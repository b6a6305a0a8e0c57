use crate::types::{Id, Node};

/// Assigns ids to every node that still has the unset id `Id(0)`, in document
/// order. Already-assigned ids are kept, so re-running after a partial rebuild
/// never renumbers live nodes.
pub fn assign_node_ids(root: &mut Node) {
    fn walk(node: &mut Node, next: &mut u32) {
        if node.id() == Id(0) {
            let id = Id(*next);
            *next = next.wrapping_add(1);
            node.set_id(id);
        }
        if let Some(children) = node.children_mut() {
            for c in children {
                walk(c, next);
            }
        }
    }

    let mut next = highest_node_id(root).wrapping_add(1).max(1);
    walk(root, &mut next);
}

fn highest_node_id(node: &Node) -> u32 {
    let mut max = node.id().0;
    if let Some(children) = node.children() {
        for c in children {
            max = max.max(highest_node_id(c));
        }
    }
    max
}

pub fn find_node_by_id(node: &Node, id: Id) -> Option<&Node> {
    if node.id() == id {
        return Some(node);
    }
    for c in node.children()? {
        if let Some(found) = find_node_by_id(c, id) {
            return Some(found);
        }
    }
    None
}

pub fn find_node_by_id_mut(node: &mut Node, id: Id) -> Option<&mut Node> {
    if node.id() == id {
        return Some(node);
    }
    for c in node.children_mut()? {
        if let Some(found) = find_node_by_id_mut(c, id) {
            return Some(found);
        }
    }
    None
}

/// Collects ids of leaf elements (no element children) whose text content is
/// not blank, in document order.
pub fn collect_text_leaves(node: &Node, out: &mut Vec<Id>) {
    if let Node::Element { .. } = node {
        if !node.has_element_children() {
            if !node.text_content().trim().is_empty() {
                out.push(node.id());
            }
            return;
        }
    }
    if let Some(children) = node.children() {
        for c in children {
            collect_text_leaves(c, out);
        }
    }
}
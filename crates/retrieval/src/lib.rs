//! Retrieval orchestration: one annotation request end to end.
//!
//! Canonicalize the block's markup, invoke the model, feed the streamed
//! chunks through the incremental list parser, and forward each hint to the
//! caller as soon as it parses. Transient failures are retried with
//! exponential backoff; anything else aborts on the first failure.

use std::sync::LazyLock;
use std::time::Duration;

use hints::{HINT_LIST_KEY, HoverHint};
use net::{ModelRequest, ModelTransport, NetError};
use stream::ListStreamParser;
use thiserror::Error;

/// Fixed system prompt sent verbatim with every request. Built from the wire
/// key constant so the prompt and the hint model agree on the list's name.
pub static SYSTEM_PROMPT: LazyLock<String> = LazyLock::new(|| {
    format!(
        "You annotate source code for hover documentation. The user message is a \
         canonicalized code block: a sequence of <id=TOKEN class=\"...\" style=\"...\"/>TEXT</> \
         groups and bare text, where TOKEN addresses one lexical token. Reply with a \
         single JSON object {{\"{HINT_LIST_KEY}\": [...]}}. Each array element is \
         {{\"ids\": [token ids the hint covers], \"documentation\": {{...}}}} where \
         documentation is one of: {{\"type\": \"function\", \"signature\", optional \
         \"paramDocs\" [{{\"name\", \"doc\"}}], optional \"returnDoc\", optional \
         \"explanation\", optional \"tokenStyles\" mapping literal signature \
         substrings to CSS}}, {{\"type\": \"object\", \"docInHtml\", optional \
         \"propertyDocs\" [{{\"name\", \"doc\"}}]}}, or {{\"type\": \"variable\", \
         \"docInHtml\"}}. Emit hints for identifiers worth documenting; skip \
         punctuation. Do not emit anything outside the JSON object."
    )
});

pub const MAX_ATTEMPTS: u32 = 5;
pub const BACKOFF_BASE: Duration = Duration::from_secs(1);

#[derive(Debug, Error)]
pub enum RetrievalError {
    #[error("retrieval failed after {attempts} attempts: {source}")]
    RetriesExhausted {
        attempts: u32,
        #[source]
        source: NetError,
    },
    #[error("retrieval aborted: {0}")]
    Fatal(#[from] NetError),
}

/// Drives retrieval for one canonicalized code block, invoking `on_hint` per
/// streamed hint. Hints delivered before a failed attempt are not retracted;
/// a retry restarts the stream from scratch with a fresh parser.
pub struct Orchestrator<'a> {
    transport: &'a dyn ModelTransport,
    sleep: Box<dyn Fn(Duration) + 'a>,
}

impl<'a> Orchestrator<'a> {
    pub fn new(transport: &'a dyn ModelTransport) -> Self {
        Orchestrator {
            transport,
            sleep: Box::new(|d| std::thread::sleep(d)),
        }
    }

    /// Replaces the backoff sleeper; tests record the delays instead of
    /// actually waiting.
    pub fn with_sleeper(transport: &'a dyn ModelTransport, sleep: Box<dyn Fn(Duration) + 'a>) -> Self {
        Orchestrator { transport, sleep }
    }

    /// Canonicalizes `raw_html` and retrieves hints for it.
    pub fn retrieve(
        &self,
        raw_html: &str,
        on_hint: &mut dyn FnMut(HoverHint),
    ) -> Result<(), RetrievalError> {
        let canonical = lex::canonicalize(raw_html);
        self.retrieve_canonical(&canonical, on_hint)
    }

    pub fn retrieve_canonical(
        &self,
        canonical: &str,
        on_hint: &mut dyn FnMut(HoverHint),
    ) -> Result<(), RetrievalError> {
        let request = ModelRequest {
            system_prompt: SYSTEM_PROMPT.as_str(),
            user_content: canonical,
        };

        let mut attempt = 1;
        loop {
            let mut parser = ListStreamParser::new();
            let result = self.transport.stream(&request, &mut |chunk| {
                parser.feed(chunk, &mut |hint: HoverHint| on_hint(hint));
            });
            match result {
                Ok(()) => {
                    parser.finish(&mut |hint: HoverHint| on_hint(hint));
                    if parser.skipped() > 0 {
                        log::warn!("{} malformed hints skipped", parser.skipped());
                    }
                    return Ok(());
                }
                Err(err) if err.is_transient() && attempt < MAX_ATTEMPTS => {
                    let delay = BACKOFF_BASE * 2u32.pow(attempt - 1);
                    log::warn!(
                        "transient retrieval failure (attempt {attempt}/{MAX_ATTEMPTS}), \
                         retrying in {delay:?}: {err}"
                    );
                    (self.sleep)(delay);
                    attempt += 1;
                }
                Err(err) if err.is_transient() => {
                    return Err(RetrievalError::RetriesExhausted {
                        attempts: attempt,
                        source: err,
                    });
                }
                Err(err) => return Err(RetrievalError::Fatal(err)),
            }
        }
    }
}
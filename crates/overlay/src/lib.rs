//! Page-side overlay state: code-block registry, hint attachment, the shared
//! tooltip's hover state machine, placement, and per-block theming.

mod debounce;
mod geometry;
mod hover;
mod registry;
mod theme;

pub use debounce::{STABILITY_WINDOW, StabilityTracker};
pub use geometry::{Rect, VIEWPORT_PADDING, place_tooltip};
pub use hover::{HIDE_DELAY, HoverHintState, HoverPhase, ShowTooltip, attach_hover_hint};
pub use registry::{IdMappings, PageState, find_code_block_roots};
pub use theme::{sample_color_chain, theme_for_node};
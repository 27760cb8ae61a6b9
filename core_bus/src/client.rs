// SPDX-License-Identifier: BSD-3-Clause
// Copyright 2025. Triad National Security, LLC.

//! Bus client: blocking calls, notifications, and subscriptions.
//!
//! A subscription is a channel of response frames fed by a private receiver
//! thread. `next` blocks for the next object and returns `None` once the
//! stream has closed; dropping the subscription closes it from this side.

use std::io::Write;
use std::net::Shutdown;
use std::os::unix::net::UnixStream;
use std::path::Path;
use std::sync::mpsc::{self, Receiver, RecvTimeoutError, Sender};
use std::sync::Mutex;
use std::thread;
use std::time::Duration;

use log::*;

use gg_lib::{Arena, GgError, Map, Object};

use crate::{
    encode_request, gg_to_error, interface_socket_path, read_response, tlv, Error, FrameKind,
    ResponseFrame, COREBUS_CLIENT_MAX_SUBSCRIPTIONS, DEFAULT_TIMEOUT,
};

/// Open subscriptions across the process, bounded by
/// [`COREBUS_CLIENT_MAX_SUBSCRIPTIONS`].
static ACTIVE_SUBSCRIPTIONS: Mutex<usize> = Mutex::new(0);

fn connect(
    socket_dir: &Path,
    interface: &str,
    read_timeout: Option<Duration>,
) -> Result<UnixStream, Error> {
    let path = interface_socket_path(socket_dir, interface);
    let stream = UnixStream::connect(&path)?;
    stream.set_read_timeout(read_timeout)?;
    stream.set_write_timeout(Some(DEFAULT_TIMEOUT))?;
    Ok(stream)
}

/// Make a bus call and decode the result into `arena`.
pub fn call<'m>(
    socket_dir: &Path,
    interface: &str,
    method: &str,
    params: Map<'_>,
    arena: &mut Arena<'m>,
) -> Result<Object<'m>, Error> {
    call_timeout(socket_dir, interface, method, params, DEFAULT_TIMEOUT, arena)
}

/// [`call`] with an explicit response timeout.
pub fn call_timeout<'m>(
    socket_dir: &Path,
    interface: &str,
    method: &str,
    params: Map<'_>,
    timeout: Duration,
    arena: &mut Arena<'m>,
) -> Result<Object<'m>, Error> {
    let mut stream = connect(socket_dir, interface, Some(timeout))?;

    let frame = encode_request(FrameKind::Call, method.as_bytes(), params)
        .map_err(Error::Protocol)?;
    stream.write_all(&frame)?;

    match read_response(&mut stream).map_err(gg_to_error)? {
        ResponseFrame::Ok(body) => {
            let mut encoded = body.as_slice();
            tlv::decode_obj(&mut encoded, arena).map_err(Error::Protocol)
        }
        ResponseFrame::Err(code) => Err(Error::Remote(code)),
        ResponseFrame::Accept | ResponseFrame::Close => Err(Error::Protocol(GgError::Invalid)),
    }
}

/// Send a notification. Fire-and-forget: no response, no error path beyond
/// the local write.
pub fn notify(
    socket_dir: &Path,
    interface: &str,
    method: &str,
    params: Map<'_>,
) -> Result<(), Error> {
    let mut stream = connect(socket_dir, interface, Some(DEFAULT_TIMEOUT))?;

    let frame = encode_request(FrameKind::Notify, method.as_bytes(), params)
        .map_err(Error::Protocol)?;
    stream.write_all(&frame)?;
    Ok(())
}

/// Open a subscription. Blocks until the server accepts or rejects it.
pub fn subscribe(
    socket_dir: &Path,
    interface: &str,
    method: &str,
    params: Map<'_>,
) -> Result<Subscription, Error> {
    {
        let mut count = ACTIVE_SUBSCRIPTIONS.lock().unwrap();
        if *count >= COREBUS_CLIENT_MAX_SUBSCRIPTIONS {
            warn!("maximum client subscriptions exceeded");
            return Err(Error::Protocol(GgError::Nomem));
        }
        *count += 1;
    }

    match subscribe_inner(socket_dir, interface, method, params) {
        Ok(sub) => Ok(sub),
        Err(e) => {
            *ACTIVE_SUBSCRIPTIONS.lock().unwrap() -= 1;
            Err(e)
        }
    }
}

fn subscribe_inner(
    socket_dir: &Path,
    interface: &str,
    method: &str,
    params: Map<'_>,
) -> Result<Subscription, Error> {
    let mut stream = connect(socket_dir, interface, Some(DEFAULT_TIMEOUT))?;

    let frame = encode_request(FrameKind::Subscribe, method.as_bytes(), params)
        .map_err(Error::Protocol)?;
    stream.write_all(&frame)?;

    match read_response(&mut stream).map_err(gg_to_error)? {
        ResponseFrame::Accept => {}
        ResponseFrame::Err(code) => return Err(Error::Remote(code)),
        ResponseFrame::Ok(_) | ResponseFrame::Close => {
            return Err(Error::Protocol(GgError::Invalid))
        }
    }

    // The stream is long-lived; the receiver thread blocks on it.
    stream.set_read_timeout(None)?;
    let reader = stream.try_clone()?;

    let (tx, rx) = mpsc::channel();
    thread::spawn(move || receiver_loop(reader, tx));

    Ok(Subscription {
        stream,
        rx,
        closed: false,
    })
}

fn receiver_loop(mut stream: UnixStream, tx: Sender<Vec<u8>>) {
    loop {
        match read_response(&mut stream) {
            Ok(ResponseFrame::Ok(body)) => {
                if tx.send(body).is_err() {
                    // Subscription was dropped locally.
                    return;
                }
            }
            Ok(ResponseFrame::Close) => {
                debug!("subscription closed by server");
                return;
            }
            Ok(ResponseFrame::Err(e)) => {
                debug!("subscription closed with remote error: {e}");
                return;
            }
            Ok(ResponseFrame::Accept) => {
                warn!("unexpected accept frame on an open subscription");
                return;
            }
            Err(e) => {
                if e != GgError::NoConn {
                    debug!("subscription stream error: {e}");
                }
                return;
            }
        }
    }
}

/// An open subscription: a stream of objects ending in close.
pub struct Subscription {
    stream: UnixStream,
    rx: Receiver<Vec<u8>>,
    closed: bool,
}

impl std::fmt::Debug for Subscription {
    fn fmt(&self, f: &mut std::fmt::Formatter<'_>) -> std::fmt::Result {
        f.debug_struct("Subscription")
            .field("closed", &self.closed)
            .finish()
    }
}

impl Subscription {
    /// Wait for the next response, decoded into `arena`. Returns `None`
    /// once the subscription has closed (from either side).
    pub fn next<'m>(&mut self, arena: &mut Arena<'m>) -> Result<Option<Object<'m>>, Error> {
        match self.rx.recv() {
            Ok(body) => {
                let mut encoded = body.as_slice();
                tlv::decode_obj(&mut encoded, arena)
                    .map(Some)
                    .map_err(Error::Protocol)
            }
            Err(_) => Ok(None),
        }
    }

    /// [`Subscription::next`] with a timeout; expiry is `NoData`.
    pub fn next_timeout<'m>(
        &mut self,
        timeout: Duration,
        arena: &mut Arena<'m>,
    ) -> Result<Option<Object<'m>>, Error> {
        match self.rx.recv_timeout(timeout) {
            Ok(body) => {
                let mut encoded = body.as_slice();
                tlv::decode_obj(&mut encoded, arena)
                    .map(Some)
                    .map_err(Error::Protocol)
            }
            Err(RecvTimeoutError::Timeout) => Err(Error::Protocol(GgError::NoData)),
            Err(RecvTimeoutError::Disconnected) => Ok(None),
        }
    }

    /// Close the subscription, sending the close frame to the server.
    pub fn close(mut self) {
        self.close_inner();
    }

    fn close_inner(&mut self) {
        if self.closed {
            return;
        }
        self.closed = true;

        if let Ok(frame) = encode_request(FrameKind::SubClose, b"", Map::new(&[])) {
            let _ = (&self.stream).write_all(&frame);
        }
        let _ = self.stream.shutdown(Shutdown::Both);
    }
}

impl Drop for Subscription {
    fn drop(&mut self) {
        self.close_inner();
        *ACTIVE_SUBSCRIPTIONS.lock().unwrap() -= 1;
    }
}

| Your objective |
Output only an exact transcription of the lines above from the one with "message is a \" up to and including the one with "pub const MAX_ATTEMPTS: u32 = 5;".

| Task output |
        "You annotate source code for hover documentation. The user message is a \
         canonicalized code block: a sequence of <id=TOKEN class=\"...\" style=\"...\"/>TEXT</> \
         groups and bare text, where TOKEN addresses one lexical token. Reply with a \
         single JSON object {{\"{HINT_LIST_KEY}\": [...]}}. Each array element is \
         {{\"ids\": [token ids the hint covers], \"documentation\": {{...}}}} where \
         documentation is one of: {{\"type\": \"function\", \"signature\", optional \
         \"paramDocs\" [{{\"name\", \"doc\"}}], optional \"returnDoc\", optional \
         \"explanation\", optional \"tokenStyles\" mapping literal signature \
         substrings to CSS}}, {{\"type\": \"object\", \"docInHtml\", optional \
         \"propertyDocs\" [{{\"name\", \"doc\"}}]}}, or {{\"type\": \"variable\", \
         \"docInHtml\"}}. Emit hints for identifiers worth documenting; skip \
         punctuation. Do not emit anything outside the JSON object."
    )
});

pub const MAX_ATTEMPTS: u32 = 5;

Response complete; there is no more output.